| ABOUT THIS EXERCISE |
Check each line of the records below and collect those holding "short".

| RECORD EXCERPTS |
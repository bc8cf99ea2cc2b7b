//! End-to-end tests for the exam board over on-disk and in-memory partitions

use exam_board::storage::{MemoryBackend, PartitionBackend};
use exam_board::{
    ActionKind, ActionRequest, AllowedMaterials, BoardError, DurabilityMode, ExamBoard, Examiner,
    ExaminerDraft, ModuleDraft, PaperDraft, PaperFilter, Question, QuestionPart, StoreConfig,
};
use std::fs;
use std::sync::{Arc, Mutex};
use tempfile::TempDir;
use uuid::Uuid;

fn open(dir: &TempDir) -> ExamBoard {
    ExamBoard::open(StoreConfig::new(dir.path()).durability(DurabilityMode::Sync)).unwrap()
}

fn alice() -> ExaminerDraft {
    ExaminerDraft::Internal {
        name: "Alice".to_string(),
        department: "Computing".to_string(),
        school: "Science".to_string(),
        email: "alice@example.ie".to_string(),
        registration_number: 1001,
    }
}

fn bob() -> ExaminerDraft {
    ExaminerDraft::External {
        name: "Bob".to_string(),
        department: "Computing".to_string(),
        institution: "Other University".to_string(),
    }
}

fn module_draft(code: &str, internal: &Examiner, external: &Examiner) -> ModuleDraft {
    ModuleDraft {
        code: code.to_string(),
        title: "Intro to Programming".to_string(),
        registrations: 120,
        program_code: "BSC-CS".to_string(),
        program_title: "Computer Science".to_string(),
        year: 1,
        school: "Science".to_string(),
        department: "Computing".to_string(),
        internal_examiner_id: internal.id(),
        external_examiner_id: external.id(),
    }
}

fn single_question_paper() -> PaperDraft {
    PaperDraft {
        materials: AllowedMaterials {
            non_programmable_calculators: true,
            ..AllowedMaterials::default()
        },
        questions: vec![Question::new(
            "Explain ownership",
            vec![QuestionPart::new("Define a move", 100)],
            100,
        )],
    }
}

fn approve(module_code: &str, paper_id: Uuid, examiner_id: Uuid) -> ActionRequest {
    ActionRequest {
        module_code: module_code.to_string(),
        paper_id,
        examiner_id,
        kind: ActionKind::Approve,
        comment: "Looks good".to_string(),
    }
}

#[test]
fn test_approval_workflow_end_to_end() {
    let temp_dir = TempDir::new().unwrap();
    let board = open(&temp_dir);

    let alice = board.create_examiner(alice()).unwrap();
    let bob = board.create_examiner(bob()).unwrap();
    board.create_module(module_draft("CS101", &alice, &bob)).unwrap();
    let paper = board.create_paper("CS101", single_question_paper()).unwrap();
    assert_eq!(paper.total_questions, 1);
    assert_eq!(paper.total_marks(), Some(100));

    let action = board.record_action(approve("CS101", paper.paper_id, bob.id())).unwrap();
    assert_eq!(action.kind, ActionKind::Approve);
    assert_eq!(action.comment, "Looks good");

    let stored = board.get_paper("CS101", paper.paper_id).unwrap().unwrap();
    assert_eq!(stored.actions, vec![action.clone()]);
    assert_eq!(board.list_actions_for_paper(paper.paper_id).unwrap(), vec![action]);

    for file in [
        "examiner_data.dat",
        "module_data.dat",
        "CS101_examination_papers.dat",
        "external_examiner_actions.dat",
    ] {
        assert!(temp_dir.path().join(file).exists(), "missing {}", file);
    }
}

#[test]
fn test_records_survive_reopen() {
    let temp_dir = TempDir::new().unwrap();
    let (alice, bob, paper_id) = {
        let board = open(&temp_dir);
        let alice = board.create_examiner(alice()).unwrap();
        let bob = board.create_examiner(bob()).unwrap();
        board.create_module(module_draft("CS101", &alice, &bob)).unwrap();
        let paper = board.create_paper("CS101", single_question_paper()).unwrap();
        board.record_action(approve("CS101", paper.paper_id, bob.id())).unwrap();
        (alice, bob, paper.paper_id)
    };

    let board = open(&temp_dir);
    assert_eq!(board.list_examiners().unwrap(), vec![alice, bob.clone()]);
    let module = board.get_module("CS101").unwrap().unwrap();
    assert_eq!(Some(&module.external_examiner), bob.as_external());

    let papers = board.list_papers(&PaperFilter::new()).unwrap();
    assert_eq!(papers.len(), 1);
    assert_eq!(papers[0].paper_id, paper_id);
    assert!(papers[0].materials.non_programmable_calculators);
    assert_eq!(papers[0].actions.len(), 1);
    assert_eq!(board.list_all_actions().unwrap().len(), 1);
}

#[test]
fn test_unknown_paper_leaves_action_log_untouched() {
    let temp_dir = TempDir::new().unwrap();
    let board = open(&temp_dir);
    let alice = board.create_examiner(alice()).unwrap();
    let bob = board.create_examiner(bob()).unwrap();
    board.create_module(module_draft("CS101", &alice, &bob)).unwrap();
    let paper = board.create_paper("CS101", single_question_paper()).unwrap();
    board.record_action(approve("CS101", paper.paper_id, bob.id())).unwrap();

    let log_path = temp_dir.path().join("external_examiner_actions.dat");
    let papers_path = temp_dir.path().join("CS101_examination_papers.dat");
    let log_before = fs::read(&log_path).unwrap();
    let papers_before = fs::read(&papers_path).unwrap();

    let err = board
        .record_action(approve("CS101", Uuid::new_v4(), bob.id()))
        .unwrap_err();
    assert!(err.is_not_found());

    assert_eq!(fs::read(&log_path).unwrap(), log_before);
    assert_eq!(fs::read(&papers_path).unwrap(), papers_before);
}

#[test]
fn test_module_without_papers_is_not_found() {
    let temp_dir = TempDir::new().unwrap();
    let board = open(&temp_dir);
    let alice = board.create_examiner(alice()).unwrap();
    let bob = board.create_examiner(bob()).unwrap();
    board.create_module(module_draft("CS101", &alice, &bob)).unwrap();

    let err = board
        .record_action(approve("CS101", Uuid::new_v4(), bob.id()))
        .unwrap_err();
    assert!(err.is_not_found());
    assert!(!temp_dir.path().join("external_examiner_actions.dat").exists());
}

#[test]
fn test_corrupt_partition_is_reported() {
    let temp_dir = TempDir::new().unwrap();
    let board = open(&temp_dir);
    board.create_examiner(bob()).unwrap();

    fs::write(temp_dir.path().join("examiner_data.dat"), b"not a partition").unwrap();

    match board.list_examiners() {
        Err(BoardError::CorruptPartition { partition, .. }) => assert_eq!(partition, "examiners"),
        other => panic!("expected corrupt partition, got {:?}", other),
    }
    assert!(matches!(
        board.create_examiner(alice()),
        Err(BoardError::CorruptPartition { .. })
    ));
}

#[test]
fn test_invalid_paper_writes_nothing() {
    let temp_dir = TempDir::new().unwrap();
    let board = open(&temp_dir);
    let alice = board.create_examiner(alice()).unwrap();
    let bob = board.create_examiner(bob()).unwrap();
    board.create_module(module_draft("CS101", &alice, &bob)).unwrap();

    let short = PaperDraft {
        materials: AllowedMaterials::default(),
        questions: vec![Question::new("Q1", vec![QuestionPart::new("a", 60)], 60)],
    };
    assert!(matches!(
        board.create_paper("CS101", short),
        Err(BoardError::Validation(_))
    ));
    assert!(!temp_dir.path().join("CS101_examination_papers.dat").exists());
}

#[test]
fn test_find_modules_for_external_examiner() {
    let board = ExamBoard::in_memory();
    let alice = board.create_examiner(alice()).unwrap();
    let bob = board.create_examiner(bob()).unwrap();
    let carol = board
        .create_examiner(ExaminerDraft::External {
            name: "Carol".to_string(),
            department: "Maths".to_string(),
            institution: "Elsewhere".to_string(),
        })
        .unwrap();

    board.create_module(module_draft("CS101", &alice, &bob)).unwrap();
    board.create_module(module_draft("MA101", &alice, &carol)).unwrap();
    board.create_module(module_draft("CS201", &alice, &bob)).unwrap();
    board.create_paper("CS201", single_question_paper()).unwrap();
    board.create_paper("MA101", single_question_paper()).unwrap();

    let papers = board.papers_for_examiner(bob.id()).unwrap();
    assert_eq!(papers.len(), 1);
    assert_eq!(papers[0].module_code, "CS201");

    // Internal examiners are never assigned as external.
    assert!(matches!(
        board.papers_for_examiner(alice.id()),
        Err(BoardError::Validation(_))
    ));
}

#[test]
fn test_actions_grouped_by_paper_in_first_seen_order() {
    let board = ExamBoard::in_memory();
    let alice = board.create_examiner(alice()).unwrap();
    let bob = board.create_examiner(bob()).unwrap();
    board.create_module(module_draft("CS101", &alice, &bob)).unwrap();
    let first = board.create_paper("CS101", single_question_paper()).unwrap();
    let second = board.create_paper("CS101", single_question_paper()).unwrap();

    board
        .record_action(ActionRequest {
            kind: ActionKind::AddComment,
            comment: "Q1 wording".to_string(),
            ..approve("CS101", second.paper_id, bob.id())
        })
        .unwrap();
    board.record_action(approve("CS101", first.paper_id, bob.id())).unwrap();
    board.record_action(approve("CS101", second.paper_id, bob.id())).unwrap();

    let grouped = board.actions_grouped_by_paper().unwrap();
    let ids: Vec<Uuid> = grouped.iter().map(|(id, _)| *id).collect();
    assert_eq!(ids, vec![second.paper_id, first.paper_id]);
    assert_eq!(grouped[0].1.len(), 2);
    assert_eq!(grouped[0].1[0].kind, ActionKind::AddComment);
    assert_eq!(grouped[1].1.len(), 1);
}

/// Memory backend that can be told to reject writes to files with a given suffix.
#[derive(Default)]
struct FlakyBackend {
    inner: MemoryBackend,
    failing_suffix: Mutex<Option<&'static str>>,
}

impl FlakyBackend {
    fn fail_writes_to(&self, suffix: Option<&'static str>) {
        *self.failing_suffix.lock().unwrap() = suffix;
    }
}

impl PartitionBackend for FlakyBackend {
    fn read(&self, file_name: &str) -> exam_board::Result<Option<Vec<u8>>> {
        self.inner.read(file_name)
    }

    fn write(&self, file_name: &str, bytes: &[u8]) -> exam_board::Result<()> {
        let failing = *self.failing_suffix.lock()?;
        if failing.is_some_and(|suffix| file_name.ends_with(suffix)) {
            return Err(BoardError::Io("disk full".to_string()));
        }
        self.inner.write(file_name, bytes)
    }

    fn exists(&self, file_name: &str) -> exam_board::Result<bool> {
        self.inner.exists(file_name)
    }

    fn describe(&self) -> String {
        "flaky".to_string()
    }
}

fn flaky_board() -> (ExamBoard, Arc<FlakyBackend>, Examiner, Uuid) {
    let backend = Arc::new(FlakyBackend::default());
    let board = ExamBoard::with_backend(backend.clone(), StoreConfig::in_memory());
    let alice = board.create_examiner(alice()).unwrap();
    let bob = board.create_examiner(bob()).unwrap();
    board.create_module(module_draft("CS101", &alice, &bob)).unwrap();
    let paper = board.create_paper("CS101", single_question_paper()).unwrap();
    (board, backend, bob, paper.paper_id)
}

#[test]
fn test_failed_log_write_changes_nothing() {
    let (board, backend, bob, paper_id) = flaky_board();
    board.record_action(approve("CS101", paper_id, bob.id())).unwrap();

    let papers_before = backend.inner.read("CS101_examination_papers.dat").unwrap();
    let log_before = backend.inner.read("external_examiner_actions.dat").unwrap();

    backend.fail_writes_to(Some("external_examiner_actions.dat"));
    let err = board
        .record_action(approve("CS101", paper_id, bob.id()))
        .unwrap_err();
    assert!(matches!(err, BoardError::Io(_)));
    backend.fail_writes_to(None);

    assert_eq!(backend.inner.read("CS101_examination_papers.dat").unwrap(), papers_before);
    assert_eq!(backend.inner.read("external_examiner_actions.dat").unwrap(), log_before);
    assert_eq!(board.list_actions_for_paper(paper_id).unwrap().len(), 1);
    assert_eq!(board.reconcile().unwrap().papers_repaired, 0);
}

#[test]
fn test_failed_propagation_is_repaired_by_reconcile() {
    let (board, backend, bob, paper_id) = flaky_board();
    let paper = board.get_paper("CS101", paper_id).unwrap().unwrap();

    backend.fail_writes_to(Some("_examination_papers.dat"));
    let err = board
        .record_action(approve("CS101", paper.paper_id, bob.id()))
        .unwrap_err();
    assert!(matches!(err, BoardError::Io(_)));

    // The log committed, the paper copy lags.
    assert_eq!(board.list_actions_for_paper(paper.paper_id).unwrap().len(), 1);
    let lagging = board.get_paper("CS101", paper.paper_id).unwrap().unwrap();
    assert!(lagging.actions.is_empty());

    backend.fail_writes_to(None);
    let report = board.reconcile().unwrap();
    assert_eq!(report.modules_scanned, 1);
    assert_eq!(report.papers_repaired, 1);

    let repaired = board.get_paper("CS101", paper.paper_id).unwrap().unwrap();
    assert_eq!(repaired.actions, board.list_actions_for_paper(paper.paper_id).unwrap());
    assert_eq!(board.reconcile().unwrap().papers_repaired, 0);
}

| WORKED SOLUTION |
    let short = PaperDraft {
        board.create_paper("CS101", short),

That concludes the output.